WHAT'S AHEAD: A little uncertainty, mostly over Masiello's situation. Clearly, he's a viable candidate to move on and one wonders (as might recruits) if he'll jump ship again at first opportunity. Then again, the situation might have dimmed Masiello's proverbial star and unless the team at least duplicates this past season he might be at Manhattan for the foreseeable future. And, that's not a bad thing. He has clearly proven that he can coach. Now, though, the question is whether he can recruit. The team loses its top three players, Beamon, Alvarado and Brown, and all three were brought in by former coach Barry Rohrssen (which has graciously and regularly been acknowledged by Masiello). The best player he has brought in to date has been Pankey, a transfer. And, now, it appears there's another strong transfer in the form of 6-9 forward Jermaine Lawrence, who played about 15 minutes per game last season at Cincinatti where he averaged 2.8 points and 2.9 rebounds per game. Some, reports, though, have questioned his "motor," but there aren't many better motivators than Masiello. Lawrence has petitioned for a waiver of the transfer rule that would require him to sit out a season (he has what appears to be a legitimate family health issue). If the waiver is granted and he can play immediately, the combination of Lawrence and Pankey will potentially be as good a one-two front-court punch as there is in the league. Andujar and Richards are also both quality pieces. The team's big question mark, though, will be finding a replacement for Alvarado at the point, a role likely to fall to Stores (64 assists/33 turnovers) this past season, whose leadership abilities earned him a co-captain's position this past season. And, despite Masiello's off-season status, only one recruit de-committed and the rest of the incoming group seems strong. Zane Waterman, a 6-9 forward; and Samson Usilo, a 6-4 wing, appear to be the best of the incoming players.

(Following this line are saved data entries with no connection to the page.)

//! Error types for ticket output

use thiserror::Error;

/// Ticket output error types
#[derive(Debug, Error)]
pub enum TicketError {
    /// IO error while writing the ticket file
    #[error("IO error: {0}")]
    Io(#[from] std::io::Error),

    /// Network connection to the printer failed
    #[error("No se pudo conectar con la impresora: {0}")]
    Conexion(String),

    /// Timeout waiting for the printer
    #[error("La impresora no respondió: {0}")]
    Timeout(String),

    /// Invalid printer configuration
    #[error("Configuración inválida: {0}")]
    ConfigInvalida(String),
}

/// Result type for ticket operations
pub type TicketResult<T> = Result<T, TicketError>;
//! Store header configuration
//!
//! What prints at the top and bottom of every ticket. Defaults carry the
//! real storefront; `GAMA_*` environment variables override per terminal.

/// Store identity printed on every ticket.
#[derive(Debug, Clone)]
pub struct Tienda {
    /// Store name, printed double-size at the top.
    pub nombre: String,
    /// Street address, centered under the name.
    pub direccion: String,
    /// Phone number for invoice requests, printed in the footer.
    pub telefono_factura: String,
}

impl Default for Tienda {
    fn default() -> Self {
        Self {
            nombre: "CLIMAS GAMA".to_string(),
            direccion: "Prol. Juarez #435 2, Contadero, Cuajimalpa de Morelos, C.P. 05500, CDMX"
                .to_string(),
            telefono_factura: "5569700587".to_string(),
        }
    }
}

impl Tienda {
    /// Read configuration from the environment, falling back to defaults.
    ///
    /// - `GAMA_TIENDA_NOMBRE`
    /// - `GAMA_TIENDA_DIRECCION`
    /// - `GAMA_TIENDA_TELEFONO`
    pub fn from_env() -> Self {
        let base = Self::default();
        Self {
            nombre: std::env::var("GAMA_TIENDA_NOMBRE").unwrap_or(base.nombre),
            direccion: std::env::var("GAMA_TIENDA_DIRECCION").unwrap_or(base.direccion),
            telefono_factura: std::env::var("GAMA_TIENDA_TELEFONO").unwrap_or(base.telefono_factura),
        }
    }
}

#[cfg(test)]
mod tests {
    use super::*;

    #[test]
    fn test_default_lleva_el_encabezado_real() {
        let tienda = Tienda::default();
        assert_eq!(tienda.nombre, "CLIMAS GAMA");
        assert!(tienda.direccion.contains("Cuajimalpa"));
        assert_eq!(tienda.telefono_factura, "5569700587");
    }
}
//! # Search Module
//!
//! Diacritic- and case-insensitive catalog search.
//!
//! The catalog is Spanish: the cashier types `camion` and must still find
//! `Camión`. Every comparison goes through the same normalizer so a string
//! equals its own normalization no matter where it came from.
//!
//! ## Matching pipeline
//! ```text
//! ┌─────────────────────────────────────────────────────────────────────────┐
//! │  "  Camión GRANDE " ──► NFD decompose ──► strip combining marks         │
//! │                     ──► lowercase ──► trim ──► "camion grande"          │
//! │                                                                         │
//! │  Query tokens use AND semantics: every token must appear somewhere      │
//! │  in the concatenated, normalized fields of the product.                 │
//! └─────────────────────────────────────────────────────────────────────────┘
//! ```

use unicode_normalization::char::is_combining_mark;
use unicode_normalization::UnicodeNormalization;

use crate::types::Producto;

// =============================================================================
// Normalizer
// =============================================================================

/// Normalizes text for comparison: NFD decompose, drop combining marks,
/// lowercase, trim.
///
/// ## Example
/// ```rust
/// use gama_core::search::normalizar;
///
/// assert_eq!(normalizar("  Camión  "), "camion");
/// assert_eq!(normalizar("NIÑO"), "nino");
/// ```
pub fn normalizar(texto: &str) -> String {
    texto
        .nfd()
        .filter(|c| !is_combining_mark(*c))
        .collect::<String>()
        .to_lowercase()
        .trim()
        .to_string()
}

// =============================================================================
// Token Matching
// =============================================================================

/// Returns true when every whitespace-separated token of `consulta` appears
/// as a substring of the normalized concatenation of `campos`.
///
/// An empty query (no tokens) matches everything.
pub fn coincide_todos_los_tokens(campos: &[&str], consulta: &str) -> bool {
    let pajar = normalizar(&campos.join(" "));
    normalizar(consulta)
        .split_whitespace()
        .all(|token| pajar.contains(token))
}

/// Returns true when `consulta` is exactly the product's code or barcode
/// (normalized full equality, not substring).
pub fn es_codigo_exacto(producto: &Producto, consulta: &str) -> bool {
    let consulta = normalizar(consulta);
    if consulta.is_empty() {
        return false;
    }
    if normalizar(&producto.codigo) == consulta {
        return true;
    }
    producto
        .codigo_barras
        .as_deref()
        .map(|cb| normalizar(cb) == consulta)
        .unwrap_or(false)
}

// =============================================================================
// Catalog Queries
// =============================================================================

/// Finds the single product whose code or barcode matches `consulta` exactly.
///
/// This is the scan-entry path: on Enter, an exact code hit wins over the
/// filtered suggestion list.
pub fn buscar_codigo_exacto<'a>(productos: &'a [Producto], consulta: &str) -> Option<&'a Producto> {
    productos.iter().find(|p| es_codigo_exacto(p, consulta))
}

/// Filters the catalog down to products matching every query token across
/// code, barcode and description.
pub fn filtrar<'a>(productos: &'a [Producto], consulta: &str) -> Vec<&'a Producto> {
    productos
        .iter()
        .filter(|p| {
            coincide_todos_los_tokens(
                &[
                    p.codigo.as_str(),
                    p.codigo_barras.as_deref().unwrap_or(""),
                    p.descripcion.as_str(),
                ],
                consulta,
            )
        })
        .collect()
}

// =============================================================================
// Unit Tests
// =============================================================================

REASONABLE EXPECTATION: Any time a team loses its best three players, there almost has to be a dropoff. Still, Manhattan has enough coming back ... and, that includes Masiello ... to remain competitive. This scribe's early prediction was for the Jaspers to finish fifth in the upcoming seaso, behind Iona, Siena, Saint Peter's and Quinnipiac. But, that was before the addition of Lawrence. If Lawrence gains his eligibility for the coming season, Manhattan is a candidate to move up and, potentially, compete to be in the top three.